(Stored data entries)
■ ■ ■ ■ ■ ■ ■
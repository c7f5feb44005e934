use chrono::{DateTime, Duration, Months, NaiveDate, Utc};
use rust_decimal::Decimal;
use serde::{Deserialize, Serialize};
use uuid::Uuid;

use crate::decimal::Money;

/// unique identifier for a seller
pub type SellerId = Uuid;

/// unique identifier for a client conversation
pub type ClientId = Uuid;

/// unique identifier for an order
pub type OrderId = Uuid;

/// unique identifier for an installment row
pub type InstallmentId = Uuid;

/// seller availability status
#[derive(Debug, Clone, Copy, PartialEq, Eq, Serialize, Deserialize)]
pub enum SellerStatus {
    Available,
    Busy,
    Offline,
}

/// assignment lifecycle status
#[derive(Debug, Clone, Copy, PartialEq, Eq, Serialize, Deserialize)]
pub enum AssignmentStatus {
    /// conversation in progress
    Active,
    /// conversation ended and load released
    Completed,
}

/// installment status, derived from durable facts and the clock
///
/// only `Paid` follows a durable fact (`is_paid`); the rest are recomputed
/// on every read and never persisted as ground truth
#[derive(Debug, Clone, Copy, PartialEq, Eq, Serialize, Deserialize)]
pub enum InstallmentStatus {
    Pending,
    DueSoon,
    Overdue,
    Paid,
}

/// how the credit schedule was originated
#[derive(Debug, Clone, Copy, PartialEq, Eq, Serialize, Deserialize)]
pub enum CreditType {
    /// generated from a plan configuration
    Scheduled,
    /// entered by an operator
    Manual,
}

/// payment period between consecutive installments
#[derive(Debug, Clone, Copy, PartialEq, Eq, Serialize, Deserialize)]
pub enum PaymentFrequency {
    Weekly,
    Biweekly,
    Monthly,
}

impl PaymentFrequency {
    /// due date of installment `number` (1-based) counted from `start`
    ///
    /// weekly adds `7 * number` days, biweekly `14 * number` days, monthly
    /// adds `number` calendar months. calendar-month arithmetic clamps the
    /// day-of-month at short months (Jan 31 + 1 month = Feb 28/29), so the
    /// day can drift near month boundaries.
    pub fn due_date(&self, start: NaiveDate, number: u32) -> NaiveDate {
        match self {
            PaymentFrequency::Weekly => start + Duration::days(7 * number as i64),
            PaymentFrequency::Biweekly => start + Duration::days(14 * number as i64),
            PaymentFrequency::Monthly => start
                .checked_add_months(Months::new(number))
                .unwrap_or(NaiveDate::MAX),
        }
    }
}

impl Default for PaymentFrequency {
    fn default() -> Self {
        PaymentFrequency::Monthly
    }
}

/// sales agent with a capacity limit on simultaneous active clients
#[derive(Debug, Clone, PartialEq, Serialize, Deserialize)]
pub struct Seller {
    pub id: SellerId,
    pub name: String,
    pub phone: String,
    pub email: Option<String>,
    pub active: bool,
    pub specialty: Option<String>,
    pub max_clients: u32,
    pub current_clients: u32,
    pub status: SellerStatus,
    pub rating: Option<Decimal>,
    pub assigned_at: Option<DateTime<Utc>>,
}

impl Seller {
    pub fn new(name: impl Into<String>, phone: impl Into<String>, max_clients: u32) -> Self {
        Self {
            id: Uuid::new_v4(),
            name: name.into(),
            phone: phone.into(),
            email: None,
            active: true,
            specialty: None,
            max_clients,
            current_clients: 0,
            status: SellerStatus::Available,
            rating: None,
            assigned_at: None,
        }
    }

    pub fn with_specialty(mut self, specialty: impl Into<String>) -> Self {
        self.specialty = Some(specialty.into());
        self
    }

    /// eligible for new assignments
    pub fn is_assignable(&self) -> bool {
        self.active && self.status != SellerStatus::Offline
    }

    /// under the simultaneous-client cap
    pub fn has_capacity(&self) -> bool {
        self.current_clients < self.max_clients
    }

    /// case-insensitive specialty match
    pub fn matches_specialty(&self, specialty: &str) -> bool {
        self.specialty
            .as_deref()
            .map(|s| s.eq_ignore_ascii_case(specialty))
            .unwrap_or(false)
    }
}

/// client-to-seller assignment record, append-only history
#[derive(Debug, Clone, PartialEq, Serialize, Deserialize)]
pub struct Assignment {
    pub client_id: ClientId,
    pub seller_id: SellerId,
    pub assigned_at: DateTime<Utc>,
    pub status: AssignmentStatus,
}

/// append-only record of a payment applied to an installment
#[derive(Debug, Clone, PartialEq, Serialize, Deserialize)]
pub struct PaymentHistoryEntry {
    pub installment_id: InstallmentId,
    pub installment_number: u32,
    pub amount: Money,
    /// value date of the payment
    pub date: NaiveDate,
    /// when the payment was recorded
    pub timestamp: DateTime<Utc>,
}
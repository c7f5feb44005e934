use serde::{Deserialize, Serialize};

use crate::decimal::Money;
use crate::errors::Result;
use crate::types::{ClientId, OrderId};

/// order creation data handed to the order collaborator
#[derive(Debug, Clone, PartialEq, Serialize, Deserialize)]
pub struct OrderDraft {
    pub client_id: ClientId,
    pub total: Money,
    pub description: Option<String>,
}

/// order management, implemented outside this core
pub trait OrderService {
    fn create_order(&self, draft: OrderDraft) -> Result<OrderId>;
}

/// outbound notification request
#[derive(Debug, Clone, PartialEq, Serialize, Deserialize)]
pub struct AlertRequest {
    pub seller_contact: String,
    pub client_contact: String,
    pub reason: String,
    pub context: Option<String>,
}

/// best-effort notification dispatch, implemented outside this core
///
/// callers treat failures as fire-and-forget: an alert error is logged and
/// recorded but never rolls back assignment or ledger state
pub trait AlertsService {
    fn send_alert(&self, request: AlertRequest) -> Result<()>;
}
■ ■ ■ ■ ■ ■ ■
▶ **PROMPT**
Each record shown above must be reproduced exactly.

▶ **SOLUTION TO THIS EXERCISE**
repository c7f5feb44005e934
use chrono::{DateTime, Duration, Months, NaiveDate, Utc};
use rust_decimal::Decimal;
use serde::{Deserialize, Serialize};
use uuid::Uuid;

use crate::decimal::Money;

/// unique identifier for a seller
pub type SellerId = Uuid;

/// unique identifier for a client conversation
pub type ClientId = Uuid;

/// unique identifier for an order
pub type OrderId = Uuid;

/// unique identifier for an installment row
pub type InstallmentId = Uuid;

/// seller availability status
#[derive(Debug, Clone, Copy, PartialEq, Eq, Serialize, Deserialize)]
pub enum SellerStatus {
    Available,
    Busy,
    Offline,
}

/// assignment lifecycle status
#[derive(Debug, Clone, Copy, PartialEq, Eq, Serialize, Deserialize)]
pub enum AssignmentStatus {
    /// conversation in progress
    Active,
    /// conversation ended and load released
    Completed,
}

/// installment status, derived from durable facts and the clock
///
/// only `Paid` follows a durable fact (`is_paid`); the rest are recomputed
/// on every read and never persisted as ground truth
#[derive(Debug, Clone, Copy, PartialEq, Eq, Serialize, Deserialize)]
pub enum InstallmentStatus {
    Pending,
    DueSoon,
    Overdue,
    Paid,
}

/// how the credit schedule was originated
#[derive(Debug, Clone, Copy, PartialEq, Eq, Serialize, Deserialize)]
pub enum CreditType {
    /// generated from a plan configuration
    Scheduled,
    /// entered by an operator
    Manual,
}

/// payment period between consecutive installments
#[derive(Debug, Clone, Copy, PartialEq, Eq, Serialize, Deserialize)]
pub enum PaymentFrequency {
    Weekly,
    Biweekly,
    Monthly,
}

impl PaymentFrequency {
    /// due date of installment `number` (1-based) counted from `start`
    ///
    /// weekly adds `7 * number` days, biweekly `14 * number` days, monthly
    /// adds `number` calendar months. calendar-month arithmetic clamps the
    /// day-of-month at short months (Jan 31 + 1 month = Feb 28/29), so the
    /// day can drift near month boundaries.
    pub fn due_date(&self, start: NaiveDate, number: u32) -> NaiveDate {
        match self {
            PaymentFrequency::Weekly => start + Duration::days(7 * number as i64),
            PaymentFrequency::Biweekly => start + Duration::days(14 * number as i64),
            PaymentFrequency::Monthly => start
                .checked_add_months(Months::new(number))
                .unwrap_or(NaiveDate::MAX),
        }
    }
}

impl Default for PaymentFrequency {
    fn default() -> Self {
        PaymentFrequency::Monthly
    }
}

/// sales agent with a capacity limit on simultaneous active clients
#[derive(Debug, Clone, PartialEq, Serialize, Deserialize)]
pub struct Seller {
    pub id: SellerId,
    pub name: String,
    pub phone: String,
    pub email: Option<String>,
    pub active: bool,
    pub specialty: Option<String>,
    pub max_clients: u32,
    pub current_clients: u32,
    pub status: SellerStatus,
    pub rating: Option<Decimal>,
    pub assigned_at: Option<DateTime<Utc>>,
}

impl Seller {
    pub fn new(name: impl Into<String>, phone: impl Into<String>, max_clients: u32) -> Self {
        Self {
            id: Uuid::new_v4(),
            name: name.into(),
            phone: phone.into(),
            email: None,
            active: true,
            specialty: None,
            max_clients,
            current_clients: 0,
            status: SellerStatus::Available,
            rating: None,
            assigned_at: None,
        }
    }

    pub fn with_specialty(mut self, specialty: impl Into<String>) -> Self {
        self.specialty = Some(specialty.into());
        self
    }

    /// eligible for new assignments
    pub fn is_assignable(&self) -> bool {
        self.active && self.status != SellerStatus::Offline
    }

    /// under the simultaneous-client cap
    pub fn has_capacity(&self) -> bool {
        self.current_clients < self.max_clients
    }

    /// case-insensitive specialty match
    pub fn matches_specialty(&self, specialty: &str) -> bool {
        self.specialty
            .as_deref()
            .map(|s| s.eq_ignore_ascii_case(specialty))
            .unwrap_or(false)
    }
}

/// client-to-seller assignment record, append-only history
#[derive(Debug, Clone, PartialEq, Serialize, Deserialize)]
pub struct Assignment {
    pub client_id: ClientId,
    pub seller_id: SellerId,
    pub assigned_at: DateTime<Utc>,
    pub status: AssignmentStatus,
}

/// append-only record of a payment applied to an installment
#[derive(Debug, Clone, PartialEq, Serialize, Deserialize)]
pub struct PaymentHistoryEntry {
    pub installment_id: InstallmentId,
    pub installment_number: u32,
    pub amount: Money,
    /// value date of the payment
    pub date: NaiveDate,
    /// when the payment was recorded
    pub timestamp: DateTime<Utc>,
}
repository c7f5feb44005e934
use serde::{Deserialize, Serialize};

use crate::decimal::Money;
use crate::errors::Result;
use crate::types::{ClientId, OrderId};

/// order creation data handed to the order collaborator
#[derive(Debug, Clone, PartialEq, Serialize, Deserialize)]
pub struct OrderDraft {
    pub client_id: ClientId,
    pub total: Money,
    pub description: Option<String>,
}

/// order management, implemented outside this core
pub trait OrderService {
    fn create_order(&self, draft: OrderDraft) -> Result<OrderId>;
}

/// outbound notification request
#[derive(Debug, Clone, PartialEq, Serialize, Deserialize)]
pub struct AlertRequest {
    pub seller_contact: String,
    pub client_contact: String,
    pub reason: String,
    pub context: Option<String>,
}

/// best-effort notification dispatch, implemented outside this core
///
/// callers treat failures as fire-and-forget: an alert error is logged and
/// recorded but never rolls back assignment or ledger state
pub trait AlertsService {
    fn send_alert(&self, request: AlertRequest) -> Result<()>;
}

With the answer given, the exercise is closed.